> TASK ITEM
Count only the lines of the records that hold "UnsupportedAlgorithm", then give the number without any other words.
--
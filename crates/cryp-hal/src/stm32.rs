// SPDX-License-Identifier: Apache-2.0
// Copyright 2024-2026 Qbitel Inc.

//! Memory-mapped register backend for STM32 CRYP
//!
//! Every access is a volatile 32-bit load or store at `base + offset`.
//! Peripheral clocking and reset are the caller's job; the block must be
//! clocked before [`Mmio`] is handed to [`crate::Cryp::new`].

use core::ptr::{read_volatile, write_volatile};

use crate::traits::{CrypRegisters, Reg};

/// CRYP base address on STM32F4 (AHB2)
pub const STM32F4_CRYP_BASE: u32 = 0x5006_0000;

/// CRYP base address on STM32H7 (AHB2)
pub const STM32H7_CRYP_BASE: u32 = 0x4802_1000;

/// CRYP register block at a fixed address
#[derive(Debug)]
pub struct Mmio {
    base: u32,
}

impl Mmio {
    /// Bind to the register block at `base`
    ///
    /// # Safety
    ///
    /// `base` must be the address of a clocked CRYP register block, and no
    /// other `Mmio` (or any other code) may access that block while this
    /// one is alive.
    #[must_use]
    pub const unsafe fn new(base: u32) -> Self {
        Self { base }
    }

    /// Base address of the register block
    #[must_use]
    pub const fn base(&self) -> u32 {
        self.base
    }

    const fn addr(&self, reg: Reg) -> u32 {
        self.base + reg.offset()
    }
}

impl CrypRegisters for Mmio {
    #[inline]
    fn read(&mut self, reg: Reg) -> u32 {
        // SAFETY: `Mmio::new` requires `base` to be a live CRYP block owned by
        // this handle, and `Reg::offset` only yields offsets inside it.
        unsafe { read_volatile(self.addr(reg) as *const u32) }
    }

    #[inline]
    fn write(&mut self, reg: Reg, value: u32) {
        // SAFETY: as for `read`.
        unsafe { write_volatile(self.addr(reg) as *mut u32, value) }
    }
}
--
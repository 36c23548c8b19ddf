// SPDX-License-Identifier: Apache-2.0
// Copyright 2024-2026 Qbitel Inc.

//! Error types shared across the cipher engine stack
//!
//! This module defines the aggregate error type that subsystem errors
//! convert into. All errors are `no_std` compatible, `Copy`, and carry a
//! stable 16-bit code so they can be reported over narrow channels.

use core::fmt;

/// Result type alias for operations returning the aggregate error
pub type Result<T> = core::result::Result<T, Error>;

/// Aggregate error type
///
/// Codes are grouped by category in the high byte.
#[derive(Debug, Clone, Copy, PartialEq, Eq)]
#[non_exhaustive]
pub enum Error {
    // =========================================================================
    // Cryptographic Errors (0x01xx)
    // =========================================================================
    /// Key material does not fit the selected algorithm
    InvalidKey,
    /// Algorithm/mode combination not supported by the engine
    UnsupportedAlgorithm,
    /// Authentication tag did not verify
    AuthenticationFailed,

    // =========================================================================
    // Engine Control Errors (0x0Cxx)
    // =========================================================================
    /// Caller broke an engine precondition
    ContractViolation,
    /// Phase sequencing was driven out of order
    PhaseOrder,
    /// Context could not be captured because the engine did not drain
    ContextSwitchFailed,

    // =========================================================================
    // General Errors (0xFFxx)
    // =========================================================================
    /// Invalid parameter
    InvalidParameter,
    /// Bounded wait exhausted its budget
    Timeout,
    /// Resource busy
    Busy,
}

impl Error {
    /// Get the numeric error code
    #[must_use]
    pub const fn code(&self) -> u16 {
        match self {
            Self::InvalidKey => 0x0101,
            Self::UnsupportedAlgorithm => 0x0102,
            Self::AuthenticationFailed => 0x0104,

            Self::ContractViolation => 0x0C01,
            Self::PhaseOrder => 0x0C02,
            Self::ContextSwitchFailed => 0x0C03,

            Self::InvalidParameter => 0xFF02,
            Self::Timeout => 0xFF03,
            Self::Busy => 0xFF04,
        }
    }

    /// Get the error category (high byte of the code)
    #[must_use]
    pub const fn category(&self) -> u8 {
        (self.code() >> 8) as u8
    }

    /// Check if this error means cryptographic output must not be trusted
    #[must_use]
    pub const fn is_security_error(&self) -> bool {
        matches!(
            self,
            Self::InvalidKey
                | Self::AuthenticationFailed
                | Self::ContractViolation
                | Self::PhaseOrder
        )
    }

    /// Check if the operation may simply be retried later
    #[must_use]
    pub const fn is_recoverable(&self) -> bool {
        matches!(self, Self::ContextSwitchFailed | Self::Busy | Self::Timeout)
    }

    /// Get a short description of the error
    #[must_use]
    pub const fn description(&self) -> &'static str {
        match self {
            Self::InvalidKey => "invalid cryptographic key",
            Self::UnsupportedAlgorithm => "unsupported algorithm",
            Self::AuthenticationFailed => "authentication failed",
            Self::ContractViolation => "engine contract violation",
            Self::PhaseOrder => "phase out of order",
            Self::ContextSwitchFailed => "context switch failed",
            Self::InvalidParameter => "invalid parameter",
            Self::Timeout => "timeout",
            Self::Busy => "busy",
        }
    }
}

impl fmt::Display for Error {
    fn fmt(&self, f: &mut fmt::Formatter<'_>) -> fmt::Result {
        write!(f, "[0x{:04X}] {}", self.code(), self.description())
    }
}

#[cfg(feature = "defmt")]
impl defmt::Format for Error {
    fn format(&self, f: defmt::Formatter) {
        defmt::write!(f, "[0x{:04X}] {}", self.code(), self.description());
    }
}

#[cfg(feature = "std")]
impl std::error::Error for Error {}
--
> YOUR RESPONSE
3